Mr. Passenger said: ‘I wish I could stay in bed all the morning without any responsibilities. Unfortunately for me I have an example to set. What an easy time all you young people have. I envy you.’
‘Why do you go, Vernon, if it’s one of the days when you are not feeling well? Why not stay here and do the crossword puzzle? After all, Mr. Braby can always read the lessons himself.’
‘No, no. I’ll go. It’s my duty, I suppose.’
‘But why?’
‘I’ll go. I’ll go.’
Mrs. Passenger sighed. It looked as if it were going to be one of her husband’s bad mornings. It was in this vein that they set out for church. As they were getting into the car Zouch said:
‘Are we going to the grey church I can see from my bedroom window?’

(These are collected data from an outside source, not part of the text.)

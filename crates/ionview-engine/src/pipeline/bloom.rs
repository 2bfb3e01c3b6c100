use bytemuck::{Pod, Zeroable};
use wgpu::util::DeviceExt;

use crate::render::{common, RenderTexture, HDR_FORMAT};

use super::params::BloomParams;
use super::pass::{PassCtx, PostPass};

/// Number of blurred levels in the bloom chain.
pub const MIP_LEVELS: usize = 5;

/// Gaussian kernel radius per level, finest first.
pub const KERNEL_RADII: [u32; MIP_LEVELS] = [3, 5, 7, 9, 11];

const BLOOM_FACTORS: [f32; MIP_LEVELS] = [1.0, 0.8, 0.6, 0.4, 0.2];

const SMOOTH_WIDTH: f32 = 0.01;

/// Coefficient slots in the blur uniform (3 x vec4).
const MAX_KERNEL: usize = 12;

/// Level resolutions: the first is half the input, each next one halves again.
pub fn mip_sizes(width: u32, height: u32) -> [(u32, u32); MIP_LEVELS] {
    let half = |v: u32| ((v as f32 / 2.0).round() as u32).max(1);
    let mut size = (half(width), half(height));
    let mut out = [(1, 1); MIP_LEVELS];
    for slot in &mut out {
        *slot = size;
        size = (half(size.0), half(size.1));
    }
    out
}

/// One-sided Gaussian weights `w[0..kernel_radius]` with sigma = kernel radius.
pub fn gaussian_coefficients(kernel_radius: u32) -> Vec<f32> {
    let sigma = kernel_radius.max(1) as f32;
    (0..kernel_radius)
        .map(|i| {
            let x = i as f32;
            0.39894 * (-0.5 * x * x / (sigma * sigma)).exp() / sigma
        })
        .collect()
}

/// Per-level composite weights: `strength * mix(f, 1.2 - f, radius)`.
pub fn composite_factors(strength: f32, radius: f32) -> [f32; MIP_LEVELS] {
    BLOOM_FACTORS.map(|f| strength * (f + (1.2 - 2.0 * f) * radius))
}

#[repr(C)]
#[derive(Debug, Copy, Clone, Pod, Zeroable)]
struct HighPassUniform {
    threshold: f32,
    smooth_width: f32,
    _pad: [f32; 2],
}

#[repr(C)]
#[derive(Debug, Copy, Clone, Pod, Zeroable)]
struct BlurUniform {
    direction: [f32; 2],
    inv_size: [f32; 2],
    kernel_radius: u32,
    _pad: [u32; 3],
    coefficients: [[f32; 4]; 3],
}

impl BlurUniform {
    fn new(direction: [f32; 2], size: (u32, u32), kernel_radius: u32) -> Self {
        let kernel_radius = kernel_radius.min(MAX_KERNEL as u32);
        let mut coefficients = [[0.0; 4]; 3];
        for (i, w) in gaussian_coefficients(kernel_radius).into_iter().enumerate() {
            coefficients[i / 4][i % 4] = w;
        }
        Self {
            direction,
            inv_size: [1.0 / size.0.max(1) as f32, 1.0 / size.1.max(1) as f32],
            kernel_radius,
            _pad: [0; 3],
            coefficients,
        }
    }
}

#[repr(C)]
#[derive(Debug, Copy, Clone, Pod, Zeroable)]
struct CompositeUniform {
    factors: [[f32; 4]; 2],
}

impl CompositeUniform {
    fn new(params: &BloomParams) -> Self {
        let f = composite_factors(params.strength(), params.radius());
        Self {
            factors: [[f[0], f[1], f[2], f[3]], [f[4], 0.0, 0.0, 0.0]],
        }
    }
}

/// Size-independent GPU state.
struct BloomPipelines {
    sampler: wgpu::Sampler,
    source_layout: wgpu::BindGroupLayout,
    composite_layout: wgpu::BindGroupLayout,
    high_pass: wgpu::RenderPipeline,
    blur: wgpu::RenderPipeline,
    composite: wgpu::RenderPipeline,
    high_pass_ubo: wgpu::Buffer,
    composite_ubo: wgpu::Buffer,
}

impl BloomPipelines {
    fn new(device: &wgpu::Device, params: &BloomParams) -> Self {
        let sampler = common::linear_clamp_sampler(device, "ionview bloom sampler");

        let source_layout = device.create_bind_group_layout(&wgpu::BindGroupLayoutDescriptor {
            label: Some("ionview bloom source bgl"),
            entries: &[
                common::texture_entry(0),
                common::sampler_entry(1),
                common::uniform_entry(2, wgpu::ShaderStages::FRAGMENT),
            ],
        });

        let composite_layout = device.create_bind_group_layout(&wgpu::BindGroupLayoutDescriptor {
            label: Some("ionview bloom composite bgl"),
            entries: &[
                common::texture_entry(0),
                common::sampler_entry(1),
                common::uniform_entry(2, wgpu::ShaderStages::FRAGMENT),
                common::texture_entry(3),
                common::texture_entry(4),
                common::texture_entry(5),
                common::texture_entry(6),
                common::texture_entry(7),
            ],
        });

        let high_pass_shader = common::fullscreen_shader(
            device,
            "ionview bloom high pass shader",
            include_str!("shaders/bloom_high_pass.wgsl"),
        );
        let blur_shader = common::fullscreen_shader(
            device,
            "ionview bloom blur shader",
            include_str!("shaders/bloom_blur.wgsl"),
        );
        let composite_shader = common::fullscreen_shader(
            device,
            "ionview bloom composite shader",
            include_str!("shaders/bloom_composite.wgsl"),
        );

        let high_pass = common::fullscreen_pipeline(
            device,
            "ionview bloom high pass",
            &high_pass_shader,
            "fs_high_pass",
            &[&source_layout],
            HDR_FORMAT,
        );
        let blur = common::fullscreen_pipeline(
            device,
            "ionview bloom blur",
            &blur_shader,
            "fs_blur",
            &[&source_layout],
            HDR_FORMAT,
        );
        let composite = common::fullscreen_pipeline(
            device,
            "ionview bloom composite",
            &composite_shader,
            "fs_composite",
            &[&composite_layout],
            HDR_FORMAT,
        );

        let high_pass_ubo = device.create_buffer_init(&wgpu::util::BufferInitDescriptor {
            label: Some("ionview bloom high pass ubo"),
            contents: bytemuck::bytes_of(&HighPassUniform {
                threshold: params.threshold(),
                smooth_width: SMOOTH_WIDTH,
                _pad: [0.0; 2],
            }),
            usage: wgpu::BufferUsages::UNIFORM,
        });

        let composite_ubo = device.create_buffer_init(&wgpu::util::BufferInitDescriptor {
            label: Some("ionview bloom composite ubo"),
            contents: bytemuck::bytes_of(&CompositeUniform::new(params)),
            usage: wgpu::BufferUsages::UNIFORM,
        });

        Self {
            sampler,
            source_layout,
            composite_layout,
            high_pass,
            blur,
            composite,
            high_pass_ubo,
            composite_ubo,
        }
    }

    fn source_group(
        &self,
        device: &wgpu::Device,
        label: &str,
        view: &wgpu::TextureView,
        ubo: &wgpu::Buffer,
    ) -> wgpu::BindGroup {
        device.create_bind_group(&wgpu::BindGroupDescriptor {
            label: Some(label),
            layout: &self.source_layout,
            entries: &[
                wgpu::BindGroupEntry {
                    binding: 0,
                    resource: wgpu::BindingResource::TextureView(view),
                },
                wgpu::BindGroupEntry {
                    binding: 1,
                    resource: wgpu::BindingResource::Sampler(&self.sampler),
                },
                wgpu::BindGroupEntry {
                    binding: 2,
                    resource: ubo.as_entire_binding(),
                },
            ],
        })
    }
}

/// Size-dependent targets plus the blur bind groups that read them.
struct BloomChain {
    bright: RenderTexture,
    horizontal: [RenderTexture; MIP_LEVELS],
    vertical: [RenderTexture; MIP_LEVELS],
    // Kept alive for the bind groups below.
    _blur_ubos: Vec<wgpu::Buffer>,
    blur_h_groups: Vec<wgpu::BindGroup>,
    blur_v_groups: Vec<wgpu::BindGroup>,
}

impl BloomChain {
    fn new(device: &wgpu::Device, pipelines: &BloomPipelines, size: (u32, u32)) -> Self {
        let sizes = mip_sizes(size.0, size.1);
        log::debug!("allocating bloom chain for {}x{}: {:?}", size.0, size.1, sizes);

        let bright = RenderTexture::color(device, "ionview bloom bright", sizes[0], HDR_FORMAT, 1);
        let horizontal: [RenderTexture; MIP_LEVELS] = std::array::from_fn(|i| {
            RenderTexture::color(device, "ionview bloom blur h", sizes[i], HDR_FORMAT, 1)
        });
        let vertical: [RenderTexture; MIP_LEVELS] = std::array::from_fn(|i| {
            RenderTexture::color(device, "ionview bloom blur v", sizes[i], HDR_FORMAT, 1)
        });

        let mut ubos = Vec::with_capacity(MIP_LEVELS * 2);
        let mut blur_h_groups = Vec::with_capacity(MIP_LEVELS);
        let mut blur_v_groups = Vec::with_capacity(MIP_LEVELS);

        for level in 0..MIP_LEVELS {
            let h_ubo = device.create_buffer_init(&wgpu::util::BufferInitDescriptor {
                label: Some("ionview bloom blur h ubo"),
                contents: bytemuck::bytes_of(&BlurUniform::new([1.0, 0.0], sizes[level], KERNEL_RADII[level])),
                usage: wgpu::BufferUsages::UNIFORM,
            });
            let v_ubo = device.create_buffer_init(&wgpu::util::BufferInitDescriptor {
                label: Some("ionview bloom blur v ubo"),
                contents: bytemuck::bytes_of(&BlurUniform::new([0.0, 1.0], sizes[level], KERNEL_RADII[level])),
                usage: wgpu::BufferUsages::UNIFORM,
            });

            let source = if level == 0 {
                &bright.view
            } else {
                &vertical[level - 1].view
            };
            blur_h_groups.push(pipelines.source_group(device, "ionview bloom blur h bg", source, &h_ubo));
            blur_v_groups.push(pipelines.source_group(
                device,
                "ionview bloom blur v bg",
                &horizontal[level].view,
                &v_ubo,
            ));

            ubos.push(h_ubo);
            ubos.push(v_ubo);
        }

        Self {
            bright,
            horizontal,
            vertical,
            _blur_ubos: ubos,
            blur_h_groups,
            blur_v_groups,
        }
    }
}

‘No, no,’ said Mr. Passenger. ‘We have to use the church in the town. The local vicar is a very tiresome fellow. He used to argue with my father about doctrinal matters and my father, who was a very devout man, once struck him with his open hand. Since then we’ve had to go to the town church. That was nearly fifty years ago now, and there is no way of getting rid of him, so we just have to wait. He’s remarkably hale and hearty for his age but he can’t live for ever. It’s inconvenient, but there it is.’